* TASK STATEMENT *
Extract all lines in the data that contain the word "AuditAction".

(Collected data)

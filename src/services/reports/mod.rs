pub mod export;
pub mod reconcile;
pub mod report;

pub use export::ExportFile;

use crate::access::Actor;
use crate::errors::Result;
use crate::models::reports::{ExportFormat, SubmissionReport};
use crate::models::submissions::SubmissionStatus;

use super::ServiceContext;

pub struct ReportService {
    ctx: ServiceContext,
}

impl ReportService {
    pub fn new(ctx: ServiceContext) -> Self {
        Self { ctx }
    }

    pub async fn get_submissions_report(
        &self,
        actor: &Actor,
        assignment_id: i64,
        status: Option<SubmissionStatus>,
    ) -> Result<SubmissionReport> {
        report::get_submissions_report(self, actor, assignment_id, status).await
    }

    /// 导出报告，只做编码，不做额外计算
    pub async fn export_report(
        &self,
        actor: &Actor,
        assignment_id: i64,
        format: ExportFormat,
        status: Option<SubmissionStatus>,
    ) -> Result<ExportFile> {
        let report = self
            .get_submissions_report(actor, assignment_id, status)
            .await?;
        export::encode_report(&report, format)
    }
}
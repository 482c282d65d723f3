use tracing::info;

use super::{AssignmentService, assignment_target};
use crate::access::{Actor, Operation};
use crate::errors::{GradebookError, Result};
use crate::events::{AuditAction, AuditEntry};
use crate::models::assignments::{DeleteAssignmentResponse, DeleteOutcome};

pub async fn delete_assignment(
    service: &AssignmentService,
    actor: &Actor,
    assignment_id: i64,
) -> Result<DeleteAssignmentResponse> {
    let ctx = &service.ctx;

    let assignment = ctx
        .storage
        .get_assignment_by_id(assignment_id)
        .await?
        .ok_or_else(|| GradebookError::assignment_not_found("作业不存在"))?;

    ctx.authorize(
        actor,
        Operation::DeleteAssignment,
        assignment_target(&assignment),
        GradebookError::UnauthorizedClassAccess,
    )
    .await?;

    // 已有提交时只停用，保留提交与成绩
    let outcome = ctx
        .storage
        .delete_assignment(assignment_id, ctx.clock.now())
        .await?
        .ok_or_else(|| GradebookError::assignment_not_found("作业不存在"))?;

    match outcome {
        DeleteOutcome::Deactivated => info!(assignment_id, actor_id = actor.id, "作业已停用"),
        DeleteOutcome::Deleted => info!(assignment_id, actor_id = actor.id, "作业已删除"),
    }

    ctx.events.audit(AuditEntry::new(
        AuditAction::AssignmentDelete,
        actor.id,
        serde_json::json!({ "assignment_id": assignment_id, "outcome": outcome }),
    ));

    Ok(DeleteAssignmentResponse {
        assignment_id,
        outcome,
    })
}
use once_cell::sync::Lazy;
use regex::Regex;

/// 附件引用：不透明的存储键或 URL
static ATTACHMENT_RE: Lazy<Regex> =
    Lazy::new(|| Regex::new(r"^[A-Za-z0-9._:/-]{1,256}$").expect("Invalid attachment regex"));

pub const MAX_TITLE_CHARS: usize = 200;
pub const MAX_ATTACHMENTS: usize = 20;

pub fn validate_title(title: &str) -> Result<(), &'static str> {
    let trimmed = title.trim();
    if trimmed.is_empty() {
        return Err("Title must not be empty");
    }
    if trimmed.chars().count() > MAX_TITLE_CHARS {
        return Err("Title must be at most 200 characters");
    }
    Ok(())
}

pub fn validate_max_points(max_points: f64) -> Result<(), &'static str> {
    // NaN 与无穷大同样拒绝
    if !max_points.is_finite() || max_points <= 0.0 {
        return Err("Max points must be a positive number");
    }
    Ok(())
}

pub fn validate_attachments(attachments: &[String]) -> Result<(), String> {
    if attachments.len() > MAX_ATTACHMENTS {
        return Err(format!(
            "At most {MAX_ATTACHMENTS} attachments are allowed, got {}",
            attachments.len()
        ));
    }
    if let Some(bad) = attachments.iter().find(|a| !ATTACHMENT_RE.is_match(a)) {
        return Err(format!("Invalid attachment reference: {bad}"));
    }
    Ok(())
}
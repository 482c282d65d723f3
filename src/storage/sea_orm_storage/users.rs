//! 用户存储操作

use super::SeaOrmStorage;
use crate::entity::users::Entity as Users;
use crate::errors::{GradebookError, Result};
use crate::models::users::User;
use sea_orm::EntityTrait;

impl SeaOrmStorage {
    /// 通过 ID 获取用户
    pub async fn get_user_by_id_impl(&self, id: i64) -> Result<Option<User>> {
        let result = Users::find_by_id(id)
            .one(&self.db)
            .await
            .map_err(|e| GradebookError::database_operation(format!("查询用户失败: {e}")))?;

        Ok(result.map(|m| m.into_user()))
    }
}
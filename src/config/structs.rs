use std::collections::HashMap;

use serde::{Deserialize, Serialize};

/// 应用配置结构体
#[derive(Debug, Clone, Serialize, Deserialize)]
pub struct AppConfig {
    pub app: AppSettings,
    pub server: ServerConfig,
    pub jwt: JwtConfig,
    pub database: DatabaseConfig,
    pub cors: CorsConfig,
    #[serde(default)]
    pub grading: GradingConfig,
}

/// 应用设置
#[derive(Debug, Clone, Serialize, Deserialize)]
pub struct AppSettings {
    pub system_name: String,
    pub environment: String,
    pub log_level: String,
}

/// 服务器配置
#[derive(Debug, Clone, Serialize, Deserialize)]
pub struct ServerConfig {
    pub host: String,
    pub port: u16,
    pub workers: usize,
    pub max_workers: usize,
    pub timeouts: TimeoutConfig,
    pub limits: LimitConfig,
}

/// 超时配置
#[derive(Debug, Clone, Serialize, Deserialize)]
pub struct TimeoutConfig {
    pub client_request: u64,
    pub client_disconnect: u64,
    pub keep_alive: u64,
}

/// 限制配置
#[derive(Debug, Clone, Serialize, Deserialize)]
pub struct LimitConfig {
    pub max_payload_size: usize,
}

/// JWT 配置
#[derive(Debug, Clone, Serialize, Deserialize)]
pub struct JwtConfig {
    #[serde(skip_serializing, default)] // 不序列化到JSON响应中
    pub secret: String,
}

/// 数据库配置
#[derive(Debug, Clone, Serialize, Deserialize)]
pub struct DatabaseConfig {
    pub url: String,    // 数据库连接 URL（从 scheme 自动推断类型）
    pub pool_size: u32, // 连接池大小
    pub timeout: u64,   // 连接超时 (秒)
}

/// CORS 配置
#[derive(Debug, Clone, Serialize, Deserialize)]
pub struct CorsConfig {
    pub allowed_origins: Vec<String>,
    pub max_age: usize,
}

/// 评分配置
#[derive(Debug, Clone, Serialize, Deserialize)]
pub struct GradingConfig {
    /// 作业类型 -> 加权成绩中的权重，未配置的类型权重为 1.0
    #[serde(default)]
    pub type_weights: HashMap<String, f64>,
    /// 通知 / 审计队列容量
    #[serde(default = "default_event_buffer")]
    pub event_buffer: usize,
}

fn default_event_buffer() -> usize {
    256
}

impl Default for GradingConfig {
    fn default() -> Self {
        Self {
            type_weights: HashMap::new(),
            event_buffer: default_event_buffer(),
        }
    }
}

impl GradingConfig {
    /// 获取某个作业类型的权重
    pub fn weight_for(&self, assignment_type: &str) -> f64 {
        self.type_weights
            .get(assignment_type)
            .copied()
            .unwrap_or(1.0)
    }
}
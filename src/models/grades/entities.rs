use serde::{Deserialize, Serialize};
use ts_rs::TS;

use crate::grade_math::CriterionBreakdown;

#[derive(Debug, Clone, Serialize, Deserialize, TS)]
#[ts(export, export_to = "../frontend/src/types/generated/grade.ts")]
pub struct Grade {
    pub id: i64,
    pub student_id: i64,
    pub class_id: i64,
    pub assignment_id: i64,
    pub submission_id: i64,
    pub score: f64,
    pub max_score: f64,
    /// 两位小数
    pub percentage: f64,
    pub letter_grade: String,
    pub comments: Option<String>,
    /// 按评分细则打分时的明细
    pub rubric: Option<Vec<CriterionBreakdown>>,
    pub grader_id: i64,
    pub graded_at: chrono::DateTime<chrono::Utc>,
}

/// 评分事务写入的数据
#[derive(Debug, Clone)]
pub struct GradeRecord {
    pub submission_id: i64,
    pub assignment_id: i64,
    pub student_id: i64,
    pub class_id: i64,
    pub score: f64,
    pub max_score: f64,
    pub percentage: f64,
    pub letter_grade: String,
    pub comments: Option<String>,
    pub rubric: Option<Vec<CriterionBreakdown>>,
    pub grader_id: i64,
    pub graded_at: chrono::DateTime<chrono::Utc>,
}

/// 学生成绩及其作业类型，用于计算加权总评
#[derive(Debug, Clone)]
pub struct StudentGradeItem {
    pub grade: Grade,
    pub assignment_title: String,
    pub assignment_type: crate::models::assignments::AssignmentType,
}
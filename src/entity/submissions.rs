//! 提交实体

use sea_orm::entity::prelude::*;

#[derive(Clone, Debug, PartialEq, DeriveEntityModel)]
#[sea_orm(table_name = "submissions")]
pub struct Model {
    #[sea_orm(primary_key)]
    pub id: i64,
    pub assignment_id: i64,
    pub student_id: i64,
    #[sea_orm(column_type = "Text", nullable)]
    pub submission_text: Option<String>,
    /// JSON 数组形式的附件引用
    #[sea_orm(column_type = "Text", nullable)]
    pub attachments: Option<String>,
    pub status: String,
    pub submitted_at: i64,
    pub graded_at: Option<i64>,
    pub updated_at: i64,
}

#[derive(Copy, Clone, Debug, EnumIter, DeriveRelation)]
pub enum Relation {
    #[sea_orm(
        belongs_to = "super::assignments::Entity",
        from = "Column::AssignmentId",
        to = "super::assignments::Column::Id"
    )]
    Assignment,
    #[sea_orm(
        belongs_to = "super::users::Entity",
        from = "Column::StudentId",
        to = "super::users::Column::Id"
    )]
    Student,
    #[sea_orm(has_one = "super::grades::Entity")]
    Grade,
}

impl Related<super::assignments::Entity> for Entity {
    fn to() -> RelationDef {
        Relation::Assignment.def()
    }
}

impl Related<super::users::Entity> for Entity {
    fn to() -> RelationDef {
        Relation::Student.def()
    }
}

impl Related<super::grades::Entity> for Entity {
    fn to() -> RelationDef {
        Relation::Grade.def()
    }
}

impl ActiveModelBehavior for ActiveModel {}

// 从数据库模型转换为业务模型
impl Model {
    pub fn into_submission(self) -> crate::models::submissions::Submission {
        use crate::models::submissions::{Submission, SubmissionStatus};
        use chrono::{DateTime, Utc};

        Submission {
            id: self.id,
            assignment_id: self.assignment_id,
            student_id: self.student_id,
            submission_text: self.submission_text,
            attachments: self
                .attachments
                .as_deref()
                .and_then(|raw| serde_json::from_str(raw).ok())
                .unwrap_or_default(),
            status: self
                .status
                .parse::<SubmissionStatus>()
                .unwrap_or(SubmissionStatus::Submitted),
            submitted_at: DateTime::<Utc>::from_timestamp(self.submitted_at, 0)
                .unwrap_or_default(),
            graded_at: self
                .graded_at
                .map(|ts| DateTime::<Utc>::from_timestamp(ts, 0).unwrap_or_default()),
        }
    }
}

* SOLUTION BELOW *
use crate::events::{AuditAction, AuditEntry};
        AuditAction::AssignmentDelete,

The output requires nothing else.